Assuming that the later work of the master at Assisi belongs to the year 1296 or thereabouts, we have good evidence that two years afterwards he was working at Rome for the Cardinal Stefaneschi, nephew of Pope Boniface VIII. The remains of his industry in this employment may be seen in a mosaic of the Navicella, or Christ saving St Peter from the waves, now preserved in the portico of St Peter's at Rome, and in three panels, kept in the sacristy of the canons of the same church, which originally formed part of a ciborium. It is also recorded that Giotto adorned certain MSS. with miniatures for this patron; and in truth there exists in public libraries a very rare class of MSS., in which the miniatures bear the marks, if scarcely of the hand, at any rate of the immediate influence of Giotto. Lastly, a discoloured fragment of a fresco of the church of St John Lateran shows the figure of Pope Boniface VIII. announcing from a balcony the opening of the famous Jubilee of the year 1300. Soon after this, Giotto was once more in his native city. Recent research has again thrown in doubt the relative shares of the mastei and of his pupils in the decorations of the chapel, called by Ghiberti the chapel of the Magdalene, in the Bargello or palace of the Podestà at Florence. These were painted to celebrate the pacification between the Black and White parties in the state, effected by the Cardinal d'Acquasparta as delegate of the Pope in 1302, and consisted of a series of Scripture scenes, besides great compositions of Hell and Paradise. It is in the Paradise that the painter has introduced those groups, typical of pacified Florence, in which occur the portraits of Dante, Brunetto Latini, and Corso Donato, and which, amid the emotion of all who care for art or history, were recovered in 1841 from the white-wash that had overlain them.

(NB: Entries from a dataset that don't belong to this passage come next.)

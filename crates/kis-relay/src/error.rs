//! Application error types.

use thiserror::Error;

#[derive(Debug, Error)]
pub enum AppError {
    #[error("Configuration error: {0}")]
    Config(String),

    #[error("Auth error: {0}")]
    Auth(#[from] kis_auth::AuthError),

    #[error("WebSocket error: {0}")]
    WebSocket(#[from] kis_ws::WsError),

    #[error("Dispatch error: {0}")]
    Dispatch(#[from] kis_dispatch::DispatchError),

    #[error("Control server error: {0}")]
    Control(#[from] kis_control::ControlError),

    #[error("Telemetry error: {0}")]
    Telemetry(#[from] kis_telemetry::TelemetryError),
}

impl From<config::ConfigError> for AppError {
    fn from(e: config::ConfigError) -> Self {
        Self::Config(e.to_string())
    }
}

pub type AppResult<T> = Result<T, AppError>;
//! Inbound frame handling: decode on the read loop, hand off to the dispatcher.

use kis_dispatch::DispatchHandle;
use kis_feed::FrameDecoder;
use kis_ws::InboundHandler;
use tracing::trace;

/// Connects the WebSocket read loop to the dispatch queue.
pub struct FeedPipeline {
    decoder: FrameDecoder,
    dispatch: DispatchHandle,
}

impl FeedPipeline {
    pub fn new(decoder: FrameDecoder, dispatch: DispatchHandle) -> Self {
        Self { decoder, dispatch }
    }

    pub fn decoder(&self) -> &FrameDecoder {
        &self.decoder
    }
}

impl InboundHandler for FeedPipeline {
    fn on_text(&self, text: &str) {
        for event in self.decoder.decode(text) {
            trace!(symbol = event.symbol(), kind = event.kind(), "Event decoded");
            self.dispatch.enqueue(event);
        }
    }
}
//! KIS real-time relay - Entry Point

use anyhow::Result;
use clap::Parser;
use tracing::info;

/// KIS real-time market data relay
#[derive(Parser, Debug)]
#[command(version, about, long_about = None)]
struct Args {
    /// Configuration file path (can also be set via KIS_RELAY_CONFIG env var)
    #[arg(short, long)]
    config: Option<String>,
}

#[tokio::main]
async fn main() -> Result<()> {
    // Initialize TLS crypto provider (must be before any WS or HTTPS connections)
    kis_ws::init_crypto();

    let args = Args::parse();

    // Determine config path: CLI arg > KIS_RELAY_CONFIG env var > default
    let config_path = args
        .config
        .or_else(|| std::env::var("KIS_RELAY_CONFIG").ok())
        .unwrap_or_else(|| "config/default.toml".to_string());

    let config = kis_relay::RelayConfig::from_file(&config_path)?;

    kis_telemetry::init_logging_with_default(&config.telemetry.log_level)?;

    info!("Starting KIS relay v{}", env!("CARGO_PKG_VERSION"));
    info!(
        config_path = %config_path,
        environment = %config.environment,
        initial_symbols = ?config.initial_symbols,
        "Configuration loaded"
    );

    let app = kis_relay::Application::new(config)?;
    app.run().await?;

    Ok(())
}
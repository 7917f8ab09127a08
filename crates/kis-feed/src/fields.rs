//! Field-level helpers for `^`-separated payloads.

/// Parse a feed integer, saturating every failure to 0.
///
/// Accepts trimmed input made only of ASCII digits and `-`. Empty input,
/// anything else (including a leading `+`), unparsable sequences such as
/// `1-2`, and values outside the `i32` range all yield 0.
pub fn safe_int(raw: &str) -> i64 {
    let s = raw.trim();
    if !s.bytes().any(|b| b.is_ascii_digit()) {
        return 0;
    }
    if !s.bytes().all(|b| b.is_ascii_digit() || b == b'-') {
        return 0;
    }

    match s.parse::<i64>() {
        Ok(n) if (i64::from(i32::MIN)..=i64::from(i32::MAX)).contains(&n) => n,
        _ => 0,
    }
}

/// Render a KIS `HHMMSS` time as `HH:MM:SS`.
///
/// Only the first six characters are used; shorter input is returned as is.
pub fn format_time(raw: &str) -> String {
    let chars: Vec<char> = raw.chars().take(6).collect();
    if chars.len() < 6 {
        return raw.to_string();
    }

    let part = |range: std::ops::Range<usize>| chars[range].iter().collect::<String>();
    format!("{}:{}:{}", part(0..2), part(2..4), part(4..6))
}

/// Field at `idx`, or empty when the payload is shorter.
pub(crate) fn field<'a>(fields: &[&'a str], idx: usize) -> &'a str {
    fields.get(idx).copied().unwrap_or("")
}

/// Parse `N` consecutive fields starting at `start`.
pub(crate) fn int_array<const N: usize>(fields: &[&str], start: usize) -> [i64; N] {
    std::array::from_fn(|i| safe_int(field(fields, start + i)))
}
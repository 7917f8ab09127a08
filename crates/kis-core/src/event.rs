//! Decoded market events.
//!
//! Events are created only by the frame decoder and serialize directly into
//! the JSON payload the downstream backend expects (`ticker`, `timestamp`,
//! `tradeType`, camelCase arrays).

use serde::{Deserialize, Serialize};
use std::fmt;

/// Number of price levels carried by snapshot and order book events.
pub const DEPTH_LEVELS: usize = 10;

/// Aggressor side of an execution.
#[derive(Debug, Clone, Copy, PartialEq, Eq, Hash, Serialize, Deserialize)]
#[serde(rename_all = "UPPERCASE")]
pub enum Side {
    Buy,
    Sell,
}

impl Side {
    /// Map a KIS trade code (체결구분) to a side.
    ///
    /// `1`, `B`, `+` are buys; `5`, `S`, `-` are sells. Anything else is
    /// not a recognizable execution.
    pub fn from_trade_code(code: &str) -> Option<Self> {
        match code.trim() {
            "1" | "B" | "+" => Some(Self::Buy),
            "5" | "S" | "-" => Some(Self::Sell),
            _ => None,
        }
    }
}

impl fmt::Display for Side {
    fn fmt(&self, f: &mut fmt::Formatter<'_>) -> fmt::Result {
        match self {
            Self::Buy => write!(f, "BUY"),
            Self::Sell => write!(f, "SELL"),
        }
    }
}

/// Current price with (optional) top-of-book price levels.
#[derive(Debug, Clone, PartialEq, Eq, Serialize)]
#[serde(rename_all = "camelCase")]
pub struct PriceSnapshot {
    #[serde(rename = "ticker")]
    pub symbol: String,
    pub price: i64,
    pub volume: i64,
    pub ask_prices: [i64; DEPTH_LEVELS],
    pub bid_prices: [i64; DEPTH_LEVELS],
    #[serde(rename = "timestamp")]
    pub timestamp_ms: i64,
}

/// A single trade print.
#[derive(Debug, Clone, PartialEq, Eq, Serialize)]
#[serde(rename_all = "camelCase")]
pub struct Execution {
    #[serde(rename = "ticker")]
    pub symbol: String,
    pub price: i64,
    pub volume: i64,
    #[serde(rename = "tradeType")]
    pub side: Side,
    /// Exchange time as `HH:MM:SS`, display only.
    #[serde(rename = "time")]
    pub display_time: String,
    #[serde(rename = "timestamp")]
    pub timestamp_ms: i64,
}

/// Ten-level order book.
#[derive(Debug, Clone, PartialEq, Eq, Serialize)]
#[serde(rename_all = "camelCase")]
pub struct Orderbook {
    #[serde(rename = "ticker")]
    pub symbol: String,
    /// Reference price: best bid if positive, otherwise best ask.
    pub price: i64,
    /// Aggregate traded volume. Always zero; the feed's totals are not summed.
    pub volume: i64,
    pub ask_prices: [i64; DEPTH_LEVELS],
    pub bid_prices: [i64; DEPTH_LEVELS],
    pub ask_volumes: [i64; DEPTH_LEVELS],
    pub bid_volumes: [i64; DEPTH_LEVELS],
    #[serde(rename = "timestamp")]
    pub timestamp_ms: i64,
}

/// Decoded market event.
///
/// Serialized untagged: the payload shape alone identifies the kind, which
/// is what the downstream endpoints accept.
#[derive(Debug, Clone, PartialEq, Eq, Serialize)]
#[serde(untagged)]
pub enum MarketEvent {
    PriceSnapshot(PriceSnapshot),
    Execution(Execution),
    Orderbook(Orderbook),
}

impl MarketEvent {
    pub fn symbol(&self) -> &str {
        match self {
            Self::PriceSnapshot(e) => &e.symbol,
            Self::Execution(e) => &e.symbol,
            Self::Orderbook(e) => &e.symbol,
        }
    }

    pub fn price(&self) -> i64 {
        match self {
            Self::PriceSnapshot(e) => e.price,
            Self::Execution(e) => e.price,
            Self::Orderbook(e) => e.price,
        }
    }

    pub fn timestamp_ms(&self) -> i64 {
        match self {
            Self::PriceSnapshot(e) => e.timestamp_ms,
            Self::Execution(e) => e.timestamp_ms,
            Self::Orderbook(e) => e.timestamp_ms,
        }
    }

    /// Short kind label for logs and metrics.
    pub fn kind(&self) -> &'static str {
        match self {
            Self::PriceSnapshot(_) => "snapshot",
            Self::Execution(_) => "execution",
            Self::Orderbook(_) => "orderbook",
        }
    }

    pub fn is_execution(&self) -> bool {
        matches!(self, Self::Execution(_))
    }
}
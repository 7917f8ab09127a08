//! Telemetry error types.

use thiserror::Error;

#[derive(Debug, Error)]
pub enum TelemetryError {
    /// A global subscriber was already installed, or the filter is invalid.
    #[error("Logging initialization failed: {0}")]
    LoggingInit(String),

    #[error("Metrics encoding failed: {0}")]
    Encode(#[from] prometheus::Error),

    #[error("Metrics output is not UTF-8: {0}")]
    Utf8(#[from] std::string::FromUtf8Error),
}

pub type TelemetryResult<T> = Result<T, TelemetryError>;
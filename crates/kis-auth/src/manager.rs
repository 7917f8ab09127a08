//! Token manager.
//!
//! Returns a valid token per environment, looking in order at the
//! in-process copy, the durable cache and finally the auth endpoint.
//! Refreshes are single-flight per environment: concurrent callers wait on
//! the same lock and reuse the token the first caller obtained.

use crate::client::TokenIssuer;
use crate::error::{AuthError, AuthResult};
use crate::token_cache::{CachedToken, TokenStore};
use chrono::{DateTime, Duration, Utc};
use kis_core::{AccessToken, AppCredentials, BoxFuture, Environment};
use kis_telemetry::Metrics;
use std::sync::Arc;
use tokio::sync::Mutex;
use tracing::{info, warn};

/// Anything that can hand out a valid token (the manager, or test doubles).
pub trait TokenSource: Send + Sync {
    fn acquire(&self, environment: Environment) -> BoxFuture<'_, AuthResult<AccessToken>>;
}

/// Per-environment token manager.
pub struct TokenManager {
    credentials: AppCredentials,
    issuer: Arc<dyn TokenIssuer>,
    store: Arc<dyn TokenStore>,
    mock_slot: Mutex<Option<AccessToken>>,
    live_slot: Mutex<Option<AccessToken>>,
}

impl TokenManager {
    pub fn new(
        credentials: AppCredentials,
        issuer: Arc<dyn TokenIssuer>,
        store: Arc<dyn TokenStore>,
    ) -> Self {
        Self {
            credentials,
            issuer,
            store,
            mock_slot: Mutex::new(None),
            live_slot: Mutex::new(None),
        }
    }

    fn slot(&self, environment: Environment) -> &Mutex<Option<AccessToken>> {
        match environment {
            Environment::Mock => &self.mock_slot,
            Environment::Live => &self.live_slot,
        }
    }

    /// Return a token valid now for `environment`.
    ///
    /// The slot lock is held across the auth call, so at most one refresh is
    /// in flight per environment.
    pub async fn get_token(&self, environment: Environment) -> AuthResult<AccessToken> {
        let mut slot = self.slot(environment).lock().await;
        let now = Utc::now();

        if let Some(token) = slot.as_ref().filter(|t| t.is_valid_at(now)) {
            return Ok(token.clone());
        }

        match self.store.load(environment).await {
            Ok(Some(cached)) => {
                let token = cached.into_token(environment);
                if token.is_valid_at(now) {
                    info!(
                        %environment,
                        expires_at = %token.expires_at(),
                        "Using cached access token"
                    );
                    *slot = Some(token.clone());
                    return Ok(token);
                }
                info!(%environment, "Cached access token expired");
            }
            Ok(None) => {}
            Err(e) => warn!(%environment, error = %e, "Ignoring unreadable token cache"),
        }

        let token = self.refresh(environment).await?;
        *slot = Some(token.clone());
        Ok(token)
    }

    async fn refresh(&self, environment: Environment) -> AuthResult<AccessToken> {
        if !self.credentials.is_complete() {
            return Err(AuthError::MissingCredentials);
        }

        let issued = self
            .issuer
            .issue(environment, &self.credentials)
            .await
            .and_then(|issued| {
                let expires_at = expiry_after(issued.expires_in)?;
                Ok((issued, expires_at))
            });
        let (issued, expires_at) = match issued {
            Ok(issued) => issued,
            Err(e) => {
                Metrics::token_refresh(environment.as_str(), "error");
                return Err(e);
            }
        };
        Metrics::token_refresh(environment.as_str(), "ok");

        let token = AccessToken::new(issued.access_token, expires_at, environment);
        info!(%environment, %expires_at, "Issued new access token");

        if let Err(e) = self
            .store
            .save(environment, &CachedToken::from_token(&token))
            .await
        {
            warn!(%environment, error = %e, "Failed to persist token cache");
        }

        Ok(token)
    }
}

/// `now + expires_in`, rejecting lifetimes that are not positive or do not fit.
fn expiry_after(expires_in: i64) -> AuthResult<DateTime<Utc>> {
    Duration::try_seconds(expires_in)
        .filter(|lifetime| *lifetime > Duration::zero())
        .and_then(|lifetime| Utc::now().checked_add_signed(lifetime))
        .ok_or_else(|| {
            AuthError::InvalidResponse(format!("expires_in out of range: {expires_in}"))
        })
}

impl TokenSource for TokenManager {
    fn acquire(&self, environment: Environment) -> BoxFuture<'_, AuthResult<AccessToken>> {
        Box::pin(self.get_token(environment))
    }
}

The whole central period of Giotto's life, from about 1305 to about 1334, is divided between periods of residence at Florence and expeditions, of which we can in very rare instances trace the date or sequence, undertaken in consequence of commissions received from other cities of the peninsula. He was as much or more of a traveller as was Van Eyck a century later; and his travels exercised as much or more of the same fertilizing and stimulating influence on art in Italy as did those of the great Fleming in the north-west of Europe. The familiar story of the Ó belongs to a journey to France, which was projected by Giotto but never undertaken. Pope Benedict XL, the successor of Boniface VIII., sent a messenger to bring him proofs of the painter's powers. Giotto would give the messenger no other sample of his talent than an O drawn with a free sweep of the brush from the elbow ; but the pope was satisfied, and engaged Giotto at a great salary to go and adorn with frescos the papal residence at Avignon. Benedict, however, dying at this time (1305), nothing came of this commission ; and the Italian 14th century frescos, of which remains are still to be seen at Avignon, have been proved to be the work, not, as was long supposed, of Giotto, but of the Sienese master Simone Martini, called Simone Menimi. Another certain date in Giotto's career belongs to the close of the period we have defined. In 1328 he had painted in the palace of the Signoria at Florence a portrait (now lost) of Charles of Calabria kneeling before the Virgin. Two years later he was invited by the father of this prince, King Robert of Naples, to come and work for him in that city. Some frescos in the chapel of the Incoronata had been long erroneously supposed, on the authority of Petrarch, to represent a part at any rate of the industry of Giotto during the three years which he spent at Naples. It is the merit of Messrs Crowe and Cavalcaselle, while conclusively setting aside this tradition, to have called attention to a real and very noble work of the master existing in a hall which formerly belonged to the convent of Sta. Chiara in that city. This is a fresco celebrating the charity of the Franciscan order under the figure of the miracle of the loaves and fishes, with the personages of St Francis and St Clare kneeling on either hand.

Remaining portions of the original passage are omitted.